We parents are blessed with a special superpower; our Mom and Dad “guts”.  It sounds like an old wive’s tale and probably some who aren’t yet parents will think it is just that, but us mamas and papas know that the parent intuition is a real and powerful thing. That unexplainable gut feeling that bubbles and nags and leads you strongly in a certain direction when it comes to making a choice that is in the best interest of your child.

And the Mom Gut should never be ignored. 

Because it is wise. In fact, the Mom Gut is almost supernatural on many levels, often being correct despite the opinions of trained professions or seasoned friends/family members. As a teacher, I try to offer parents the best guidance that I can in different developmental situations. But I am not always right. I have seen Mom and Dad Gut trump my educated opinion on more than one occasion…and each time, I am grateful the parents listened to their intuition and not me. Mom Gut and Dad Gut is nature’s gift and reminder to us parents that we truly do know our children best…above everyone else. And we should never silence the words of our parental instincts.

Be warned, though, that there is a fine line of caution you must walk with your Mom Gut. The fine line that divides instinct and denial. Listening to your parental instincts requires reflecting on what you feel the truth is deep inside of you…and not the just the facts you want to believe to be true. It is terribly difficult at times to tell the difference between Mom Gut and denial….but the one thing Mom Gut does that denial doesn’t is nag at you. Mom Gut won’t let you shake feelings.
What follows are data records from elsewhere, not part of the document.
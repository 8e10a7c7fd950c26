use alloc::{boxed::Box, collections::BTreeMap, sync::Arc};
use core::{
    any::{Any, TypeId},
    fmt::{self, Debug, Formatter},
};

pub(crate) type RcAny = Arc<dyn Any + Send + Sync>;

/// Casts the erased value to a boxed `Arc<T>` for one `T` (the concrete type or a trait object it implements).
pub(crate) type BoxedView = Arc<dyn Fn(&RcAny) -> Option<Box<dyn Any>> + Send + Sync>;

pub(crate) type Views = BTreeMap<TypeId, BoxedView>;

#[must_use]
pub(crate) fn self_view<T: Send + Sync + 'static>() -> BoxedView {
    Arc::new(|value: &RcAny| {
        value
            .clone()
            .downcast::<T>()
            .ok()
            .map(|value| Box::new(value) as Box<dyn Any>)
    })
}

#[must_use]
pub(crate) fn cast_view<T, U, F>(cast: F) -> BoxedView
where
    T: Send + Sync + 'static,
    U: ?Sized + 'static,
    F: Fn(Arc<T>) -> Arc<U> + Send + Sync + 'static,
{
    Arc::new(move |value: &RcAny| {
        value
            .clone()
            .downcast::<T>()
            .ok()
            .map(|value| Box::new(cast(value)) as Box<dyn Any>)
    })
}

/// Shared, type-erased handle to a constructed object.
///
/// Cloning is cheap and keeps identity: every clone points to the same object.
#[derive(Clone)]
pub struct Instance {
    value: RcAny,
    type_name: &'static str,
    views: Arc<Views>,
}

impl Instance {
    #[inline]
    #[must_use]
    pub(crate) fn new(value: RcAny, type_name: &'static str, views: Arc<Views>) -> Self {
        Self { value, type_name, views }
    }

    /// Returns the object as `Arc<T>`, where `T` is either its concrete type
    /// or a trait object registered with [`crate::TypeDef::exposes`].
    #[must_use]
    pub fn downcast<T: ?Sized + 'static>(&self) -> Option<Arc<T>> {
        let view = self.views.get(&TypeId::of::<T>())?;
        view(&self.value)?.downcast::<Arc<T>>().ok().map(|value| *value)
    }

    /// Rust name of the concrete type behind this handle
    #[inline]
    #[must_use]
    pub const fn type_name(&self) -> &'static str {
        self.type_name
    }

    #[inline]
    #[must_use]
    pub fn ptr_eq(&self, other: &Self) -> bool {
        Arc::as_ptr(&self.value).cast::<()>() == Arc::as_ptr(&other.value).cast::<()>()
    }
}

impl Debug for Instance {
    fn fmt(&self, f: &mut Formatter<'_>) -> fmt::Result {
        f.debug_struct("Instance")
            .field("type_name", &self.type_name)
            .field("address", &Arc::as_ptr(&self.value).cast::<()>())
            .finish()
    }
}

#[cfg(test)]
mod tests {
    use super::{cast_view, self_view, Instance, RcAny, Views};

    use alloc::sync::Arc;
    use core::any::{type_name, TypeId};

    trait Greeter: Send + Sync {
        fn greet(&self) -> &'static str;
    }

    struct English;

    impl Greeter for English {
        fn greet(&self) -> &'static str {
            "Hello"
        }
    }

    fn english() -> Instance {
        let mut views = Views::new();
        views.insert(TypeId::of::<English>(), self_view::<English>());
        views.insert(
            TypeId::of::<dyn Greeter>(),
            cast_view(|value: Arc<English>| value as Arc<dyn Greeter>),
        );

        Instance::new(Arc::new(English) as RcAny, type_name::<English>(), Arc::new(views))
    }

    #[test]
    fn test_downcast_concrete_and_view() {
        let instance = english();

        assert!(instance.downcast::<English>().is_some());
        assert_eq!(instance.downcast::<dyn Greeter>().unwrap().greet(), "Hello");
        assert!(instance.downcast::<u8>().is_none());
    }

    #[test]
    fn test_views_share_object() {
        let instance = english();

        let concrete = instance.downcast::<English>().unwrap();
        let greeter = instance.downcast::<dyn Greeter>().unwrap();

        assert_eq!(Arc::as_ptr(&concrete).cast::<()>(), Arc::as_ptr(&greeter).cast::<()>());
    }

    #[test]
    fn test_ptr_eq() {
        let instance = english();

        assert!(instance.ptr_eq(&instance.clone()));
        assert!(!instance.ptr_eq(&english()));
    }
}
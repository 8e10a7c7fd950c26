/// Config for the analyzer and the container
/// ## Fields
/// - `cache_analyses`:
///   If `true`, constructor analyses of types with a change marker are persisted to the cache store and reused
///   until the marker changes. If `false`, the cache store is never read or written.
///
/// - `max_depth`:
///   Maximum length of the chain of types being constructed at once.
///   Cycles are detected regardless of this limit.
#[derive(Debug, Clone, Copy)]
pub struct Config {
    pub cache_analyses: bool,
    pub max_depth: usize,
}

impl Default for Config {
    fn default() -> Self {
        Self {
            cache_analyses: true,
            max_depth: 1024,
        }
    }
}
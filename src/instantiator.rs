use alloc::{string::ToString as _, sync::Arc, vec, vec::Vec};
use core::any::type_name;

use crate::{
    any::{Instance, RcAny},
    errors::{InstantiateErrorKind, ResolveErrorKind},
};

pub(crate) type BoxedFactory = Arc<dyn Fn(&mut Arguments) -> Result<RcAny, InstantiateErrorKind> + Send + Sync>;

#[must_use]
pub(crate) fn boxed_factory<T, F>(factory: F) -> BoxedFactory
where
    T: Send + Sync + 'static,
    F: Fn(&mut Arguments) -> Result<T, InstantiateErrorKind> + Send + Sync + 'static,
{
    Arc::new(move |arguments: &mut Arguments| factory(arguments).map(|value| Arc::new(value) as RcAny))
}

/// Creates instances of registered types from their resolved constructor arguments.
pub trait Construct: Send + Sync {
    /// Calls the factory of `type_name` with `arguments` in constructor declaration order.
    ///
    /// # Errors
    /// - Returns [`ResolveErrorKind::Reflection`] if the type is unknown
    /// - Returns [`ResolveErrorKind::NotInstantiable`] if the type has no factory
    /// - Returns [`ResolveErrorKind::Instantiate`] if the factory fails
    fn construct(&self, type_name: &str, arguments: Vec<Instance>) -> Result<Instance, ResolveErrorKind>;
}

/// Resolved constructor dependencies handed to a factory, in declaration order
pub struct Arguments {
    values: vec::IntoIter<Instance>,
    position: usize,
}

impl Arguments {
    #[inline]
    #[must_use]
    pub(crate) fn new(values: Vec<Instance>) -> Self {
        Self {
            values: values.into_iter(),
            position: 0,
        }
    }

    /// Takes the next argument as `Arc<T>`, where `T` is its concrete type or an exposed trait object.
    ///
    /// # Errors
    /// - Returns [`InstantiateErrorKind::MissingArgument`] if all arguments are taken
    /// - Returns [`InstantiateErrorKind::IncorrectType`] if the argument can't be viewed as `T`
    #[allow(clippy::should_implement_trait)]
    pub fn next<T: ?Sized + 'static>(&mut self) -> Result<Arc<T>, InstantiateErrorKind> {
        let instance = self.next_instance()?;
        instance.downcast::<T>().ok_or_else(|| InstantiateErrorKind::IncorrectType {
            expected: type_name::<T>(),
            actual: instance.type_name().to_string(),
        })
    }

    /// # Errors
    /// Returns [`InstantiateErrorKind::MissingArgument`] if all arguments are taken
    pub fn next_instance(&mut self) -> Result<Instance, InstantiateErrorKind> {
        let position = self.position;
        let instance = self.values.next().ok_or(InstantiateErrorKind::MissingArgument { position })?;
        self.position += 1;
        Ok(instance)
    }

    #[inline]
    #[must_use]
    pub fn remaining(&self) -> usize {
        self.values.len()
    }
}
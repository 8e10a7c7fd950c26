use alloc::string::{String, ToString as _};
use sha2::{Digest as _, Sha256};
use std::{
    fs, io,
    path::{Path, PathBuf},
};
use tracing::{debug, warn};

use super::CacheStore;
use crate::errors::CacheErrorKind;

/// Stores each entry in its own file named by the hex SHA-256 of the key
pub struct FileCache {
    dir: PathBuf,
}

impl FileCache {
    /// Opens the store, creating `dir` and its parents if needed.
    ///
    /// # Errors
    /// Returns [`CacheErrorKind::Io`] if the directory can't be created
    pub fn new(dir: impl Into<PathBuf>) -> Result<Self, CacheErrorKind> {
        let dir = dir.into();
        fs::create_dir_all(&dir).map_err(|source| CacheErrorKind::Io {
            key: dir.display().to_string(),
            source,
        })?;
        Ok(Self { dir })
    }

    #[inline]
    #[must_use]
    pub fn dir(&self) -> &Path {
        &self.dir
    }

    #[must_use]
    fn path(&self, key: &str) -> PathBuf {
        self.dir.join(hex::encode(Sha256::digest(key.as_bytes())))
    }
}

impl CacheStore for FileCache {
    fn get(&self, key: &str) -> Option<String> {
        match fs::read_to_string(self.path(key)) {
            Ok(value) => Some(value),
            Err(err) if err.kind() == io::ErrorKind::NotFound => None,
            Err(source) => {
                debug!("{}", CacheErrorKind::Io { key: key.to_string(), source });
                None
            }
        }
    }

    fn set(&self, key: &str, value: &str) -> bool {
        if !self.dir.is_dir() {
            warn!(dir = %self.dir.display(), "Cache directory is missing");
            return false;
        }
        match fs::write(self.path(key), value) {
            Ok(()) => true,
            Err(source) => {
                warn!("{}", CacheErrorKind::Io { key: key.to_string(), source });
                false
            }
        }
    }

    fn delete(&self, key: &str) {
        match fs::remove_file(self.path(key)) {
            Err(err) if err.kind() != io::ErrorKind::NotFound => {
                warn!("{}", CacheErrorKind::Io {
                    key: key.to_string(),
                    source: err,
                });
            }
            _ => {}
        }
    }

    fn clear(&self) {
        let entries = match fs::read_dir(&self.dir) {
            Ok(entries) => entries,
            Err(err) => {
                debug!(dir = %self.dir.display(), "Cache directory can't be read: {err}");
                return;
            }
        };
        for entry in entries.flatten() {
            if !entry.file_type().is_ok_and(|file_type| file_type.is_file()) {
                continue;
            }
            if let Err(err) = fs::remove_file(entry.path()) {
                warn!(path = %entry.path().display(), "Cache file can't be removed: {err}");
            }
        }
    }
}

#[cfg(test)]
mod tests {
    use super::{CacheStore as _, FileCache};

    use std::fs;
    use tempfile::TempDir;

    #[test]
    fn test_set_and_get() {
        let temp_dir = TempDir::new().unwrap();
        let cache = FileCache::new(temp_dir.path()).unwrap();

        assert!(cache.set("user:1", r#"{"name":"Alice"}"#));
        assert_eq!(cache.get("user:1").as_deref(), Some(r#"{"name":"Alice"}"#));
    }

    #[test]
    fn test_get_missing() {
        let temp_dir = TempDir::new().unwrap();
        let cache = FileCache::new(temp_dir.path()).unwrap();

        assert!(cache.get("missing").is_none());
    }

    #[test]
    fn test_keys_are_hashed() {
        let temp_dir = TempDir::new().unwrap();
        let cache = FileCache::new(temp_dir.path()).unwrap();
        cache.set("app::services::OrderService", "data");

        let names: Vec<_> = fs::read_dir(temp_dir.path())
            .unwrap()
            .map(|entry| entry.unwrap().file_name().into_string().unwrap())
            .collect();
        assert_eq!(names.len(), 1);
        assert_eq!(names[0].len(), 64);
        assert!(names[0].chars().all(|ch| ch.is_ascii_hexdigit()));
    }

    #[test]
    fn test_delete() {
        let temp_dir = TempDir::new().unwrap();
        let cache = FileCache::new(temp_dir.path()).unwrap();
        cache.set("session:abc", "data");
        cache.delete("session:abc");
        cache.delete("session:abc");

        assert!(cache.get("session:abc").is_none());
    }

    #[test]
    fn test_clear_keeps_directories() {
        let temp_dir = TempDir::new().unwrap();
        let cache = FileCache::new(temp_dir.path()).unwrap();
        fs::create_dir(temp_dir.path().join("nested")).unwrap();
        cache.set("a", "1");
        cache.set("b", "2");
        cache.clear();

        assert!(cache.get("a").is_none());
        assert!(cache.get("b").is_none());
        assert!(temp_dir.path().join("nested").is_dir());
    }

    #[test]
    fn test_creates_cache_dir() {
        let temp_dir = TempDir::new().unwrap();
        let dir = temp_dir.path().join("nested").join("sub");
        let cache = FileCache::new(&dir).unwrap();

        assert!(dir.is_dir());
        assert_eq!(cache.dir(), dir.as_path());
    }

    #[test]
    fn test_set_fails_without_dir() {
        let temp_dir = TempDir::new().unwrap();
        let dir = temp_dir.path().join("gone");
        let cache = FileCache::new(&dir).unwrap();
        fs::remove_dir(&dir).unwrap();

        assert!(!cache.set("key", "value"));
        assert!(cache.get("key").is_none());
    }
}
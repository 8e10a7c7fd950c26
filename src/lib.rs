//! Autowiring IoC container keyed by type names.
//!
//! Types are described once in a [`TypeRegistry`]. The [`Container`] resolves a requested name by applying its
//! binding, reusing the singleton if one was built, or analyzing the constructor with the [`Analyzer`] and building
//! every declared dependency first. Constructor analyses are persisted to a [`CacheStore`] and reused until the
//! type's change marker moves.
//!
//! ```
//! use autowire::{Container, MemoryCache, Param, TypeDef, TypeRegistry};
//! use std::sync::Arc;
//!
//! trait Logger: Send + Sync {
//!     fn log(&self, message: &str);
//! }
//!
//! struct StdoutLogger;
//!
//! impl Logger for StdoutLogger {
//!     fn log(&self, message: &str) {
//!         println!("{message}");
//!     }
//! }
//!
//! struct OrderService {
//!     logger: Arc<dyn Logger>,
//! }
//!
//! let registry = TypeRegistry::new()
//!     .register(TypeDef::interface("Logger"))
//!     .register(
//!         TypeDef::new("StdoutLogger", || Ok(StdoutLogger))
//!             .exposes(|logger: Arc<StdoutLogger>| logger as Arc<dyn Logger>),
//!     )
//!     .register(TypeDef::with_constructor(
//!         "OrderService",
//!         [Param::typed("logger", "Logger")],
//!         |arguments| Ok(OrderService { logger: arguments.next()? }),
//!     ));
//!
//! let container = Container::new(registry, MemoryCache::new());
//! container.bind("Logger", "StdoutLogger");
//!
//! let service = container.get_as::<OrderService>("OrderService").unwrap();
//! service.logger.log("order placed");
//! ```

extern crate alloc;

pub(crate) mod analysis;
pub(crate) mod analyzer;
pub(crate) mod any;
pub(crate) mod cache;
pub(crate) mod config;
pub(crate) mod container;
pub(crate) mod errors;
pub(crate) mod instantiator;
pub(crate) mod reflection;
pub(crate) mod registry;

pub use analysis::{ConstructorAnalysis, ParameterSpec, SourceMarker};
pub use analyzer::Analyzer;
pub use any::Instance;
pub use cache::{CacheStore, MemoryCache};
pub use config::Config;
pub use container::{Container, Dump};
pub use errors::{CacheErrorKind, DependencyPath, InstantiateErrorKind, ReflectionErrorKind, ResolveErrorKind};
pub use instantiator::{Arguments, Construct};
pub use reflection::Introspect;
pub use registry::{Param, Source, TypeDef, TypeRegistry};

#[cfg(feature = "fs")]
pub use cache::FileCache;
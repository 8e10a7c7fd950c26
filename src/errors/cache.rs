use alloc::string::String;
use std::io;

/// Errors raised by cache backends.
///
/// These never reach the container's callers: the analyzer logs them and
/// falls back to a freshly computed analysis.
#[derive(thiserror::Error, Debug)]
pub enum CacheErrorKind {
    #[error("Cache entry I/O failed for `{key}`: {source}")]
    Io { key: String, source: io::Error },
    #[error("Cache entry for `{key}` can't be encoded: {source}")]
    Encode { key: String, source: serde_json::Error },
}
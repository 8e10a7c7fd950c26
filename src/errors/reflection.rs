use alloc::string::String;

#[derive(thiserror::Error, Debug, Clone, PartialEq, Eq)]
pub enum ReflectionErrorKind {
    #[error("Type `{type_name}` not found in registry")]
    UnknownType { type_name: String },
}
Mom Gut will have you trying to swallow the advice you are given, but then are then left with an impression that something is “off.” Mom Gut takes a bit of mindfulness…but is something all us mamas and papas posses. 

Since that terrifying Christmas Eve, I have never again dismissed my intuition when making choices for my daughter.  When it comes to how to handle a new challenging behavior or what kind of kindergarten to send her to next year (we opted for Montessori for anyone who is curious), I ignore the advice of other people when it doesn’t jive with what I am feeling in my bones.  And it has never lead me wrong. Not once. And I doubt it ever will.